> [Brief]: Please copy each line of the data that includes the string "VARCHAR".

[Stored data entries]

☆ ☆ ☆ ☆ ☆

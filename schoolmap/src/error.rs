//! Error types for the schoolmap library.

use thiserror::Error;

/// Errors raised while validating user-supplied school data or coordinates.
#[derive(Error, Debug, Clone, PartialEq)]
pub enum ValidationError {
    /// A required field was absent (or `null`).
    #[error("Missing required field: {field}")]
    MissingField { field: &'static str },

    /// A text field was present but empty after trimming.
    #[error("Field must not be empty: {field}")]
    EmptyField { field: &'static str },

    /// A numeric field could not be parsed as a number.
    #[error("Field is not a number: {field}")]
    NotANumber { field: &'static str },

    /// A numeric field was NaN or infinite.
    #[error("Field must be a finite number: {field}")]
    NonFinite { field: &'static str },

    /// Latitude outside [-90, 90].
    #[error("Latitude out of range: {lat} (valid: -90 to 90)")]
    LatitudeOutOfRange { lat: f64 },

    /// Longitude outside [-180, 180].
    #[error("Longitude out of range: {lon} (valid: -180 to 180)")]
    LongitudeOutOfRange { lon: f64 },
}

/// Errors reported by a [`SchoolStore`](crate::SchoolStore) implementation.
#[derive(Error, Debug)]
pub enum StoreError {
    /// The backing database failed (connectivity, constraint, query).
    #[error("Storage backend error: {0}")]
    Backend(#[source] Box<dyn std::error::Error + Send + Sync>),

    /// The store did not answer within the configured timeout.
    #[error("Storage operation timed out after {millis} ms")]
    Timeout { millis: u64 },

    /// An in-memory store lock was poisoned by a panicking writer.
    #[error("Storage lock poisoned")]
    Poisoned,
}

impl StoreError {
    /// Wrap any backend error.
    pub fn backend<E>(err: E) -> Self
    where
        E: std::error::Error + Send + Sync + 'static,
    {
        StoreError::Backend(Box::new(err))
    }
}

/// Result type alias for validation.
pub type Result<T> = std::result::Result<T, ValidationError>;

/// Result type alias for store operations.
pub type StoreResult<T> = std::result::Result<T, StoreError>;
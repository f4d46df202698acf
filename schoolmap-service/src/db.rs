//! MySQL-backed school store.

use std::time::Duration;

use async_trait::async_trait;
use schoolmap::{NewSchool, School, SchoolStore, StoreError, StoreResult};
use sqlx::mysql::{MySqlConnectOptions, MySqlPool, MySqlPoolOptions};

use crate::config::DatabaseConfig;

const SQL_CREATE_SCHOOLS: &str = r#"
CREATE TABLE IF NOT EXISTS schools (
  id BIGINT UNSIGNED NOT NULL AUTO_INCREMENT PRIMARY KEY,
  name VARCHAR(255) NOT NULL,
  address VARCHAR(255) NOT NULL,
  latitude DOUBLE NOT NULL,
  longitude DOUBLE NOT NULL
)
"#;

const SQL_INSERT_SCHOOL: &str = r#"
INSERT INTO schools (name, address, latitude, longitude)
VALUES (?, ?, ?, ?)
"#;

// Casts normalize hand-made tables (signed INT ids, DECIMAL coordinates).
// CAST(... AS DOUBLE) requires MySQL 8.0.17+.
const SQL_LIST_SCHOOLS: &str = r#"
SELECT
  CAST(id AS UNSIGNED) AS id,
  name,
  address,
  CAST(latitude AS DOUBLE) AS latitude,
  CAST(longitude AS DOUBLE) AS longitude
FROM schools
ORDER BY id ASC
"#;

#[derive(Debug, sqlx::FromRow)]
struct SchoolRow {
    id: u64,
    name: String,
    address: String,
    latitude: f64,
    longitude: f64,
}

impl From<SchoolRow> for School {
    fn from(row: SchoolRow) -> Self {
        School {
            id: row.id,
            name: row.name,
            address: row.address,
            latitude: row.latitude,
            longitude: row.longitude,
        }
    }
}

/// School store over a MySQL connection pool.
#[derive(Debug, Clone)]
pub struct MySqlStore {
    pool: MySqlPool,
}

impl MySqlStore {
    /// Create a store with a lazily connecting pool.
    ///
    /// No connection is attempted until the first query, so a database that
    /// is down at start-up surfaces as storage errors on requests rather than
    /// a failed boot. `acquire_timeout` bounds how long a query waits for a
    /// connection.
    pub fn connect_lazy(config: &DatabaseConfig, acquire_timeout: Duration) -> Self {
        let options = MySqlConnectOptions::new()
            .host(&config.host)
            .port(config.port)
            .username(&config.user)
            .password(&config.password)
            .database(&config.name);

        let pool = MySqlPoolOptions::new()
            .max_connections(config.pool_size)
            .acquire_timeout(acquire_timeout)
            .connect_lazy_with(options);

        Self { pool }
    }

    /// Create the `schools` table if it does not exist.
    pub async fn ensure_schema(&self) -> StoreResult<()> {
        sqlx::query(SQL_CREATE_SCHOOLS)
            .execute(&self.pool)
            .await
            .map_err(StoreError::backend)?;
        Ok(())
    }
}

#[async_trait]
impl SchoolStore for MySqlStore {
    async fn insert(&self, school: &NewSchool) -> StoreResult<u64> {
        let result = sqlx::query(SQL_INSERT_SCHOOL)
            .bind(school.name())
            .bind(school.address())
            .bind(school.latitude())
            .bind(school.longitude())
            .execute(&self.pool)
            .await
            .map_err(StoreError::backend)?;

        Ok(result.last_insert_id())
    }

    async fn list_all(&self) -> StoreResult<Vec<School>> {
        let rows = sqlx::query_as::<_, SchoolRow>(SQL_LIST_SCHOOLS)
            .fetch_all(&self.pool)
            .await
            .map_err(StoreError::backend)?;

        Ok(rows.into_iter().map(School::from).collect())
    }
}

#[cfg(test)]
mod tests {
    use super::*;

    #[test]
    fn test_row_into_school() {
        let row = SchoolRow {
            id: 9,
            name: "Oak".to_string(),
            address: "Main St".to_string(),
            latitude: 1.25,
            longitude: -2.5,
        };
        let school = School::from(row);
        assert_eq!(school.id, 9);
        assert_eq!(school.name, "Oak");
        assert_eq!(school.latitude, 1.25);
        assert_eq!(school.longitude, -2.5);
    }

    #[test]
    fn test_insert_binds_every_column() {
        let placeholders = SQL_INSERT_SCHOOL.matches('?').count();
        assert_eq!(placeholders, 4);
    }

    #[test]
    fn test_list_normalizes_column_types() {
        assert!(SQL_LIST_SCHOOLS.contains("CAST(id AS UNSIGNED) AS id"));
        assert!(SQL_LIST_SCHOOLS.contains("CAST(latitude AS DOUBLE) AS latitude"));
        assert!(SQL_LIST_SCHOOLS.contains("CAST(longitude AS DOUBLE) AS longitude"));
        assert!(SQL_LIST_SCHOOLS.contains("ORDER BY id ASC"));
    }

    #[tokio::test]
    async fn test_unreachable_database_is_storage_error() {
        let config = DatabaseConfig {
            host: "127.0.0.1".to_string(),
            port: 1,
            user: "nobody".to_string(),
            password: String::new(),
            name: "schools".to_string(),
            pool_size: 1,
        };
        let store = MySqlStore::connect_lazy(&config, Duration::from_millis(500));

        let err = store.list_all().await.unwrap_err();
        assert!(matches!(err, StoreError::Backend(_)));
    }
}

☆ ☆ ☆ ☆ ☆

> [Response to the exercise]:
  name VARCHAR(255) NOT NULL,
  address VARCHAR(255) NOT NULL,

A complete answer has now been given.